> Directions for this task
Run through the data and copy out every line that mentions the word "first".

> Data
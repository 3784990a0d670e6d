//! Chunk definitions and on-disk format
//!
//! A chunk is an immutable, self-describing file holding a fixed-duration,
//! fixed-step matrix of samples for one query. Files are published once and
//! never modified; replacement happens by atomic rename plus catalog swap.
//!
//! # Binary Layout
//!
//! ```text
//! header (48 bytes) | label-index block | sample block
//! ```
//!
//! The sample block is column-major storage flattened row by row:
//! `series_count` rows of `duration / step` little-endian IEEE-754 doubles.

use crate::error::ChunkError;
use crate::types::{DurationSecs, Labels, Time};
use bytes::{BufMut, BytesMut};
use serde::{Deserialize, Serialize};
use std::path::{Path, PathBuf};

/// Magic number identifying the chunk format: "PMCK"
pub const CHUNK_MAGIC: u32 = 0x504d_434b;

/// Current chunk format version
pub const CHUNK_VERSION: u8 = 1;

/// Fixed header length in bytes
pub const HEADER_LEN: usize = 48;

/// File extension of published chunks
pub const CHUNK_SUFFIX: &str = ".chunk";

/// Suffix appended to quarantined corrupt chunks
pub const QUARANTINE_SUFFIX: &str = ".bad";

/// Marker embedded in not-yet-published temp file names
pub const TMP_MARKER: &str = ".tmp-";

/// Width of each zero-padded numeric field in a chunk file name
const NAME_FIELD_WIDTH: usize = 20;

/// Chunk header containing metadata
///
/// The header is stored at the beginning of each chunk file and contains
/// everything needed to read and validate the body.
///
/// # Binary Layout (48 bytes total, little-endian)
///
/// ```text
/// Offset | Size | Field
/// -------|------|------------------
///   0    |  4   | magic
///   4    |  1   | version
///   5    |  7   | reserved
///  12    |  8   | from
///  20    |  8   | duration
///  28    |  8   | step
///  36    |  8   | last_ts
///  44    |  4   | series_count
/// ```
#[derive(Debug, Clone, PartialEq, Eq)]
pub struct ChunkHeader {
    /// Magic number for format identification
    pub magic: u32,

    /// Format version number (currently 1)
    pub version: u8,

    /// Timestamp of the first sample column (seconds)
    pub from: Time,

    /// Span of the chunk's range: `[from, from + duration)` (seconds)
    pub duration: DurationSecs,

    /// Column spacing (seconds); `duration` is a multiple of `step`
    pub step: DurationSecs,

    /// Timestamp of the last column actually written (seconds)
    pub last_ts: Time,

    /// Number of series rows in the body
    pub series_count: u32,
}

impl ChunkHeader {
    /// Create a header for a new chunk
    pub fn new(from: Time, last_ts: Time, duration: DurationSecs, step: DurationSecs) -> Self {
        Self {
            magic: CHUNK_MAGIC,
            version: CHUNK_VERSION,
            from,
            duration,
            step,
            last_ts,
            series_count: 0,
        }
    }

    /// Number of sample columns per series row
    pub fn columns(&self) -> usize {
        (self.duration / self.step) as usize
    }

    /// Whether the last written column is the last column of the range
    pub fn is_complete(&self) -> bool {
        self.last_ts == self.from + self.duration - self.step
    }

    /// Serialize to the fixed binary layout
    pub fn to_bytes(&self) -> [u8; HEADER_LEN] {
        let mut buf = [0u8; HEADER_LEN];
        buf[0..4].copy_from_slice(&self.magic.to_le_bytes());
        buf[4] = self.version;
        // bytes 5..12 reserved
        buf[12..20].copy_from_slice(&self.from.to_le_bytes());
        buf[20..28].copy_from_slice(&self.duration.to_le_bytes());
        buf[28..36].copy_from_slice(&self.step.to_le_bytes());
        buf[36..44].copy_from_slice(&self.last_ts.to_le_bytes());
        buf[44..48].copy_from_slice(&self.series_count.to_le_bytes());
        buf
    }

    /// Parse from the fixed binary layout
    pub fn from_bytes(buf: &[u8]) -> Result<Self, ChunkError> {
        if buf.len() < HEADER_LEN {
            return Err(ChunkError::Truncated {
                expected: HEADER_LEN as u64,
                actual: buf.len() as u64,
            });
        }
        let header = Self {
            magic: u32::from_le_bytes(buf[0..4].try_into().unwrap()),
            version: buf[4],
            from: i64::from_le_bytes(buf[12..20].try_into().unwrap()),
            duration: i64::from_le_bytes(buf[20..28].try_into().unwrap()),
            step: i64::from_le_bytes(buf[28..36].try_into().unwrap()),
            last_ts: i64::from_le_bytes(buf[36..44].try_into().unwrap()),
            series_count: u32::from_le_bytes(buf[44..48].try_into().unwrap()),
        };
        header.validate()?;
        Ok(header)
    }

    /// Validate magic, version, and chunk invariants
    pub fn validate(&self) -> Result<(), ChunkError> {
        if self.magic != CHUNK_MAGIC {
            return Err(ChunkError::InvalidMagic {
                expected: CHUNK_MAGIC,
                actual: self.magic,
            });
        }
        if self.version > CHUNK_VERSION {
            return Err(ChunkError::UnsupportedVersion(self.version, CHUNK_VERSION));
        }
        if self.step <= 0 {
            return Err(ChunkError::InvalidHeader(format!(
                "non-positive step: {}",
                self.step
            )));
        }
        if self.duration <= 0 || self.duration % self.step != 0 {
            return Err(ChunkError::InvalidHeader(format!(
                "duration {} is not a positive multiple of step {}",
                self.duration, self.step
            )));
        }
        if self.last_ts < self.from || self.last_ts > self.from + self.duration - self.step {
            return Err(ChunkError::InvalidHeader(format!(
                "last_ts {} outside [{}, {}]",
                self.last_ts,
                self.from,
                self.from + self.duration - self.step
            )));
        }
        if (self.last_ts - self.from) % self.step != 0 {
            return Err(ChunkError::InvalidHeader(format!(
                "last_ts {} off the step grid (from {}, step {})",
                self.last_ts, self.from, self.step
            )));
        }
        Ok(())
    }
}

/// Filesystem-resident chunk descriptor
///
/// Everything the catalog needs, recoverable from the file name alone; the
/// body is never opened for catalog bookkeeping.
#[derive(Debug, Clone, PartialEq, Eq, Serialize, Deserialize)]
pub struct ChunkInfo {
    /// Full path of the chunk file
    pub path: PathBuf,

    /// Owning query, hex-encoded (the parent directory name)
    pub query_hash: String,

    /// Timestamp of the first sample column
    pub from: Time,

    /// Timestamp of the last column actually written
    pub last_ts: Time,

    /// Span of the chunk's range
    pub duration: DurationSecs,

    /// Column spacing
    pub step: DurationSecs,
}

impl ChunkInfo {
    /// File name encoding this descriptor: `<from>-<last_ts>-<duration>-<step>.chunk`
    ///
    /// All four fields are zero-padded decimal seconds so names sort
    /// chronologically.
    pub fn file_name(&self) -> String {
        format!(
            "{:0w$}-{:0w$}-{:0w$}-{:0w$}{}",
            self.from,
            self.last_ts,
            self.duration,
            self.step,
            CHUNK_SUFFIX,
            w = NAME_FIELD_WIDTH,
        )
    }

    /// Parse a descriptor back out of a chunk file path
    ///
    /// The parent directory name is taken as the query hash.
    pub fn from_path(path: &Path) -> Result<Self, ChunkError> {
        let name = path
            .file_name()
            .and_then(|n| n.to_str())
            .ok_or_else(|| ChunkError::InvalidFileName(path.display().to_string()))?;
        let stem = name
            .strip_suffix(CHUNK_SUFFIX)
            .ok_or_else(|| ChunkError::InvalidFileName(name.to_string()))?;

        let fields: Vec<&str> = stem.split('-').collect();
        if fields.len() != 4 {
            return Err(ChunkError::InvalidFileName(name.to_string()));
        }
        let parse = |s: &str| -> Result<i64, ChunkError> {
            s.parse::<i64>()
                .map_err(|_| ChunkError::InvalidFileName(name.to_string()))
        };

        let query_hash = path
            .parent()
            .and_then(|p| p.file_name())
            .and_then(|n| n.to_str())
            .ok_or_else(|| ChunkError::InvalidFileName(path.display().to_string()))?
            .to_string();

        let info = Self {
            path: path.to_path_buf(),
            query_hash,
            from: parse(fields[0])?,
            last_ts: parse(fields[1])?,
            duration: parse(fields[2])?,
            step: parse(fields[3])?,
        };
        if info.step <= 0 || info.duration <= 0 || info.duration % info.step != 0 {
            return Err(ChunkError::InvalidFileName(name.to_string()));
        }
        Ok(info)
    }

    /// End of the chunk's range (exclusive)
    pub fn to(&self) -> Time {
        self.from + self.duration
    }

    /// Whether the chunk holds its full column range
    pub fn is_complete(&self) -> bool {
        self.last_ts == self.from + self.duration - self.step
    }

    /// Whether this chunk's range overlaps `[from, to)`
    pub fn overlaps(&self, from: Time, to: Time) -> bool {
        self.from < to && self.to() > from
    }

    /// Whether this chunk's range fully contains `other`'s range
    pub fn covers(&self, other: &ChunkInfo) -> bool {
        self.from <= other.from && self.to() >= other.to()
    }

    /// Whether a header describes the same chunk this file name claims
    pub fn matches_header(&self, header: &ChunkHeader) -> bool {
        self.from == header.from
            && self.last_ts == header.last_ts
            && self.duration == header.duration
            && self.step == header.step
    }
}

/// Encode a label set into its canonical byte form
///
/// Layout: `u16` pair count, then per pair `u16` key length, key bytes,
/// `u16` value length, value bytes. `Labels` iterates keys in lexicographic
/// order, which makes the encoding canonical.
pub fn encode_labels(labels: &Labels, out: &mut BytesMut) -> Result<(), ChunkError> {
    if labels.len() > u16::MAX as usize {
        return Err(ChunkError::CorruptLabels(format!(
            "{} label pairs exceed the encodable maximum",
            labels.len()
        )));
    }
    out.put_u16_le(labels.len() as u16);
    for (key, value) in labels {
        for part in [key, value] {
            if part.len() > u16::MAX as usize {
                return Err(ChunkError::LabelTooLong(part.len()));
            }
            out.put_u16_le(part.len() as u16);
            out.put_slice(part.as_bytes());
        }
    }
    Ok(())
}

fn take<'a>(buf: &'a [u8], pos: &mut usize, n: usize) -> Result<&'a [u8], ChunkError> {
    let end = pos
        .checked_add(n)
        .filter(|&e| e <= buf.len())
        .ok_or_else(|| ChunkError::CorruptLabels("entry overruns block".to_string()))?;
    let s = &buf[*pos..end];
    *pos = end;
    Ok(s)
}

/// Decode a canonical label encoding
pub fn decode_labels(buf: &[u8]) -> Result<Labels, ChunkError> {
    let mut labels = Labels::new();
    let mut pos = 0usize;

    let count = u16::from_le_bytes(take(buf, &mut pos, 2)?.try_into().unwrap());
    for _ in 0..count {
        let mut parts = [String::new(), String::new()];
        for part in parts.iter_mut() {
            let len = u16::from_le_bytes(take(buf, &mut pos, 2)?.try_into().unwrap()) as usize;
            *part = std::str::from_utf8(take(buf, &mut pos, len)?)
                .map_err(|e| ChunkError::CorruptLabels(e.to_string()))?
                .to_string();
        }
        let [key, value] = parts;
        labels.insert(key, value);
    }
    if pos != buf.len() {
        return Err(ChunkError::CorruptLabels(format!(
            "{} trailing bytes after last entry",
            buf.len() - pos
        )));
    }
    Ok(labels)
}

> Written answer
    /// Timestamp of the first sample column (seconds)
    /// Timestamp of the first sample column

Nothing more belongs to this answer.